The upstairs was better. The kids rooms were pretty much the same with some of their own minor changes made to them. My room was the freakiest experience. I walked in and the room was unchanged. Exactly the way I left it the last time I was allowed in to grab what I needed (what was supposed to be for 2 months but ended up being 13 months). Even the bouquet of flowers that my students gave me the last day of school a few weeks before I left, sat dried and unmoved for 13 months on the corner of a book shelf. The rush of emotions connected to that awful year was overwhelming. I had to leave to regroup. I cried to some of the neighbors, careful about what I said because they are his coworkers, and OWs coworkers and possible friends. They were supportive, hugged me, emotional with me. Regardless of friendships I get the sense that the general sense is one of support for me.
I planned on digging up some bulbs in my flower garden that I took from my grandmother's garden when her house was sold after she died.
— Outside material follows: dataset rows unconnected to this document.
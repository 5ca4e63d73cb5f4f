//! Generation error types.

use thiserror::Error;

/// Why no chapter was produced.
#[derive(Debug, Clone, PartialEq, Eq, Error)]
pub enum GenerationError {
    /// The request never got a response.
    #[error("network error: {0}")]
    Network(String),

    /// The service answered with a non-success status or an error body.
    #[error("API error (status {status}): {message}")]
    Api {
        /// HTTP status, or 200 when the error arrived in a success body.
        status: u16,
        /// Error text from the service.
        message: String,
    },

    /// The response carried no usable text.
    #[error("empty response (finish reason: {})", finish_reason.as_deref().unwrap_or("UNKNOWN"))]
    Empty {
        /// Finish reason reported by the service, if any.
        finish_reason: Option<String>,
    },

    /// The response body could not be decoded.
    #[error("malformed response: {0}")]
    Malformed(String),

    /// The request itself was invalid.
    #[error("invalid request: {0}")]
    InvalidRequest(String),
}
//! Deferred-job scheduler abstraction.
//!
//! The host runs a named job at a given instant and hands its message back to
//! the engine. The engine never loops or sleeps itself: each step emits the
//! complete input of the next one through this trait.

use async_trait::async_trait;
use chrono::{DateTime, Utc};

use crate::error::DomainError;
use crate::message::TriggerMessage;

/// A job to run once at `run_at`.
#[derive(Debug, Clone, PartialEq, Eq)]
pub struct ScheduledJob {
    /// Job name. The host keeps at most one pending job per name.
    pub name: String,
    /// When the job should fire.
    pub run_at: DateTime<Utc>,
    /// The message delivered back to the engine when the job fires.
    pub message: TriggerMessage,
}

/// Handle returned by the scheduler for a pending job.
#[derive(Debug, Clone, PartialEq, Eq)]
pub struct JobHandle {
    /// Host-assigned job identifier.
    pub job_id: String,
    /// Name the job was scheduled under.
    pub name: String,
}

/// Trait for scheduling and cancelling deferred jobs.
#[async_trait]
pub trait Scheduler: Send + Sync {
    /// Schedule `job`, replacing any pending job with the same name.
    async fn schedule(&self, job: ScheduledJob) -> Result<JobHandle, DomainError>;

    /// Cancel the pending job with `name`, returning whether one existed.
    async fn cancel(&self, name: &str) -> Result<bool, DomainError>;
}

impl std::fmt::Debug for dyn Scheduler {
    fn fmt(&self, f: &mut std::fmt::Formatter<'_>) -> std::fmt::Result {
        f.write_str("dyn Scheduler")
    }
}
But Xh had already dug up and tossed them. Let it go--MS.
Then my work crew showed up, some female relatives, my brother, and a couple of "college hunks" I hired. We had everything out of there and set up in my new place in 3 hours. I went back one last time to make sure I didn't forget anything.
I felt good leaving. It didn't feel like home. It didn't feel like anyone's home. It reminded me more of a storage unit--with the exception of the kids' rooms. I hope that he will make it more homey for the kids' sake since they have to spend 50% of their time there.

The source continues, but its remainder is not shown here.